# ..::QUEST for the BEST VIDEO CONVERTER TOOLs::..



## siddharth_menon (Aug 4, 2004)

Ya post in your best video converter tools! 8) 

Lets C if your choice can make a diff ?  

The tools can be for Professional & Novice users..

Lets see who wins!!   

Please inc the download link or atleast the source.


I use Ulead Media 7 's> Video convertor tools.
Ya it has lots of features but very diff to use I would recom to any prof users!


----------



## aadipa (Aug 4, 2004)

Well i am not into video converting, VirtualDub does enough job for me for my basic needs


----------



## NikhilVerma (Aug 4, 2004)

VirtualDub rulez!!!!!!
There is no other....


----------



## blade_runner (Aug 4, 2004)

Vdub and TMPGenc does it for me. Sometimes i use DVDx too.


----------



## khandu (Aug 4, 2004)

virtualdub is good and autogk is EXCELLENT!!!

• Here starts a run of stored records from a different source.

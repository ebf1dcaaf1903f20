// SPDX-License-Identifier: MIT
// © 2025–2026 Christopher Liu

//! Drive-mode arbitration between the puppet's own switches and an external host.
//!
//! Switching hands the three actuator output lines from one owner to the other. Taking control
//! detaches every line from the passthrough bridge before any of them is converted to PWM, so a
//! line is never driven by both at once.

use embedded_hal::digital::{InputPin, OutputPin};

use crate::control::ActuatorController;
use crate::drivers::{ActuatorOutput, AudioRelay, PassthroughBridge};
use crate::error::{keep_first, Result};
use crate::mechanism::Mechanisms;
use crate::protocol::messages::{CONTROL_IDLE, CONTROL_UNDER_CONTROL};

/// Who owns the actuator outputs.
#[derive(Copy, Clone, Debug, PartialEq, Eq, Default)]
pub enum DriveMode {
    /// Sensor switches drive the motors through the passthrough bridge.
    #[default]
    Local,
    /// The host drives the motors through the actuator state machines.
    ExternalControl,
}

impl DriveMode {
    /// Status byte reported on the control-status register.
    pub fn status(self) -> u8 {
        match self {
            DriveMode::Local => CONTROL_IDLE,
            DriveMode::ExternalControl => CONTROL_UNDER_CONTROL,
        }
    }
}

/// Owner of the drive mode and the audio relay.
pub struct ControlArbiter<R> {
    mode: DriveMode,
    relay: AudioRelay<R>,
}

impl<R: OutputPin> ControlArbiter<R> {
    /// Start in [`DriveMode::Local`]. The relay is expected to be on its local route.
    pub fn new(relay: AudioRelay<R>) -> Self {
        Self {
            mode: DriveMode::Local,
            relay,
        }
    }

    #[inline]
    pub fn mode(&self) -> DriveMode {
        self.mode
    }

    #[inline]
    pub fn relay(&self) -> &AudioRelay<R> {
        &self.relay
    }

    /// Hand the outputs to the actuator controllers and route external audio.
    ///
    /// No-op if already under external control. Every step runs even if one fails, and the
    /// first failure is returned.
    pub fn assume_control<I, O>(
        &mut self,
        bridge: &mut PassthroughBridge<I, O>,
        actuators: &mut Mechanisms<ActuatorController<O::Pwm>>,
    ) -> Result<()>
    where
        I: InputPin,
        O: ActuatorOutput,
    {
        if self.mode == DriveMode::ExternalControl {
            return Ok(());
        }

        // Detach every line before attaching any PWM.
        let mut released = bridge.detach_all();

        let mut first = Ok(());
        actuators.for_each_mut(|mech, actuator| {
            if let Some(output) = released.get_mut(mech).take() {
                keep_first(&mut first, actuator.attach(output.into_pwm()));
            }
        });
        keep_first(&mut first, self.relay.route_external());

        self.mode = DriveMode::ExternalControl;
        first
    }

    /// Return the outputs to the passthrough bridge and route local audio.
    ///
    /// No-op unless under external control.
    pub fn release_control<I, O>(
        &mut self,
        bridge: &mut PassthroughBridge<I, O>,
        actuators: &mut Mechanisms<ActuatorController<O::Pwm>>,
    ) -> Result<()>
    where
        I: InputPin,
        O: ActuatorOutput,
    {
        if self.mode != DriveMode::ExternalControl {
            return Ok(());
        }

        let mut first = self.relay.route_local();

        actuators.for_each_mut(|mech, actuator| {
            if let Some((pwm, parked)) = actuator.detach() {
                keep_first(&mut first, parked);
                keep_first(&mut first, bridge.attach(mech, O::from_pwm(pwm)));
            }
        });

        self.mode = DriveMode::Local;
        first
    }
}

#[cfg(test)]
mod tests {
    use super::*;
    use crate::config::MotionTiming;
    use crate::control::{ActuatorCommand, ActuatorState};
    use crate::mechanism::Mechanism;
    use crate::mock::{MockInput, MockOutput, MockPwm};

    struct Rig {
        arbiter: ControlArbiter<MockOutput>,
        bridge: PassthroughBridge<MockInput, MockOutput>,
        actuators: Mechanisms<ActuatorController<MockPwm>>,
        inputs: Mechanisms<MockInput>,
        outputs: Mechanisms<MockOutput>,
        relay: [MockOutput; 2],
    }

    fn rig() -> Rig {
        let inputs = Mechanisms::new(MockInput::new(), MockInput::new(), MockInput::new());
        let outputs = Mechanisms::new(MockOutput::new(), MockOutput::new(), MockOutput::new());
        let relay = [MockOutput::new(), MockOutput::new()];

        let mut bridge = PassthroughBridge::new(inputs.clone());
        bridge.attach_all(outputs.clone()).unwrap();
        let timing = MotionTiming::new(100, 100);

        Rig {
            arbiter: ControlArbiter::new(AudioRelay::active_low(relay.clone()).unwrap()),
            bridge,
            actuators: Mechanisms::new(
                ActuatorController::new(timing),
                ActuatorController::new(timing),
                ActuatorController::new(timing),
            ),
            inputs,
            outputs,
            relay,
        }
    }

    impl Rig {
        fn assume(&mut self) -> Result<()> {
            self.arbiter
                .assume_control(&mut self.bridge, &mut self.actuators)
        }

        fn release(&mut self) -> Result<()> {
            self.arbiter
                .release_control(&mut self.bridge, &mut self.actuators)
        }
    }

    #[test]
    fn boots_local() {
        let r = rig();
        assert_eq!(r.arbiter.mode(), DriveMode::Local);
        assert_eq!(r.arbiter.mode().status(), CONTROL_IDLE);
        assert!(!r.arbiter.relay().is_external());
        for mech in Mechanism::ALL {
            assert!(r.bridge.is_attached(mech));
            assert!(!r.actuators.get(mech).is_attached());
        }
    }

    #[test]
    fn assume_moves_every_line_to_pwm_and_switches_audio() {
        let mut r = rig();
        r.assume().unwrap();

        assert_eq!(r.arbiter.mode(), DriveMode::ExternalControl);
        assert_eq!(r.arbiter.mode().status(), CONTROL_UNDER_CONTROL);
        assert!(r.arbiter.relay().is_external());
        assert!(!r.relay[0].level() && !r.relay[1].level());
        for mech in Mechanism::ALL {
            assert!(!r.bridge.is_attached(mech));
            assert!(r.actuators.get(mech).is_attached());
            assert!(r.outputs.get(mech).is_pwm());
            assert_eq!(r.outputs.get(mech).duty(), 0);
        }
    }

    #[test]
    fn assume_twice_hands_over_once() {
        let mut r = rig();
        r.assume().unwrap();
        r.assume().unwrap();
        for mech in Mechanism::ALL {
            let s = r.outputs.get(mech).state();
            assert_eq!(s.pwm_attaches, 1);
            assert_eq!(s.pwm_detaches, 0);
        }
    }

    #[test]
    fn release_while_local_is_a_no_op() {
        let mut r = rig();
        let writes = r.outputs.head.state().level_writes;
        r.release().unwrap();
        assert_eq!(r.arbiter.mode(), DriveMode::Local);
        assert_eq!(r.outputs.head.state().level_writes, writes);
        assert_eq!(r.outputs.head.state().pwm_detaches, 0);
    }

    #[test]
    fn release_restores_passthrough() {
        let mut r = rig();
        r.assume().unwrap();

        // Edges while under control do nothing.
        r.inputs.mouth.set(true);
        r.bridge.on_edge(Mechanism::Mouth).unwrap();
        assert!(!r.outputs.mouth.level());

        r.release().unwrap();
        assert_eq!(r.arbiter.mode(), DriveMode::Local);
        assert!(!r.arbiter.relay().is_external());
        assert!(r.relay[0].level() && r.relay[1].level());
        for mech in Mechanism::ALL {
            assert!(r.bridge.is_attached(mech));
            assert!(!r.actuators.get(mech).is_attached());
            assert!(!r.outputs.get(mech).is_pwm());
        }
        // Re-attaching picked up the switch that moved while under control.
        assert!(r.outputs.mouth.level());

        r.inputs.mouth.set(false);
        r.bridge.on_edge(Mechanism::Mouth).unwrap();
        assert!(!r.outputs.mouth.level());
    }

    #[test]
    fn assume_drives_lines_to_match_state_accepted_while_local() {
        let mut r = rig();
        r.actuators
            .head
            .request(ActuatorCommand::Raise, 0)
            .unwrap();
        assert_eq!(r.actuators.head.state(), ActuatorState::UpRequested);

        r.assume().unwrap();
        assert_eq!(r.outputs.head.duty(), 255);
        assert_eq!(r.outputs.tail.duty(), 0);
    }

    #[test]
    fn release_parks_channels_at_zero_duty() {
        let mut r = rig();
        r.assume().unwrap();
        r.actuators
            .head
            .request(ActuatorCommand::Raise, 0)
            .unwrap();
        r.actuators.head.poll(600);
        assert_eq!(r.outputs.head.duty(), 255);

        r.release().unwrap();
        assert_eq!(r.outputs.head.duty(), 0);

        // Lowered while local, then handed back: the line never sees the old full duty.
        r.actuators
            .head
            .request(ActuatorCommand::Lower, 700)
            .unwrap();
        r.assume().unwrap();
        assert_eq!(r.outputs.head.duty(), 0);
        assert_eq!(r.actuators.head.state(), ActuatorState::DownRequested);
    }

    #[test]
    fn relay_failure_still_completes_the_switch() {
        let mut r = rig();
        r.relay[1].set_failing(true);
        assert!(r.assume().is_err());
        assert_eq!(r.arbiter.mode(), DriveMode::ExternalControl);
        for mech in Mechanism::ALL {
            assert!(r.actuators.get(mech).is_attached());
        }
    }
}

but to make easy no hassels conversions i use tmpegc for VCD

and Dr. Divx for divx conversions.. 

u pl should try GK and Autogk.. excllent too.. based on VDub


----------



## it_waaznt_me (Aug 4, 2004)

I opt for VirtualDubMod .. Latest version is out recently ..You should find it very useful ...


----------



## cooljeba (Aug 4, 2004)

NikhilVerma said:
			
		

> VirtualDub rulez!!!!!!
> There is no other....


yep!!! i use the same . But can we rip a DVD in that???? i don't think so anyone!!
..:: peace ::..
Jeba


----------



## theraven (Aug 5, 2004)

tmpgenc
smartripper for rippin DVD's
anyone with a better suggestion plz temme ....
how to use virtual dub ?
i have an avi file .. i have a lil problem with tmpgenc ... thot id give another software a try


----------



## siddharth_menon (Aug 6, 2004)

Humm Virtual DUB seems to b not-user friendly..


One needs to learn..


----------



## quad master (Aug 6, 2004)

My Recommendations

Virtual Dub For <VCD Dat / MPG / AVI to Divx AVI (3ivx,Xvid,Divx) >

Windows Media Encoder for <MPG / AVI to WMV,ASF>

Helix Producer Plus for MPG / AVI to RM 

QuickTime Pro 6.5 for MPG / AVI / Mov to MOV,3GP(Mobile Vid),MP4
For MOV format use 
Video:- Sorenson 3 Compression
Audio :- QDesign Audio

Auto Gordian Knot for DVD to Divx AVI (3ivx , Xvid , Divx ) AC3/MP3 Audio


For getting best results use K-Lite Codec Pack And BsPlayer


----------



## siddharth_menon (Aug 8, 2004)

Humm

Now I have Virtual Dub..

Now how do i convert any video files to Video CD (.DAT) ??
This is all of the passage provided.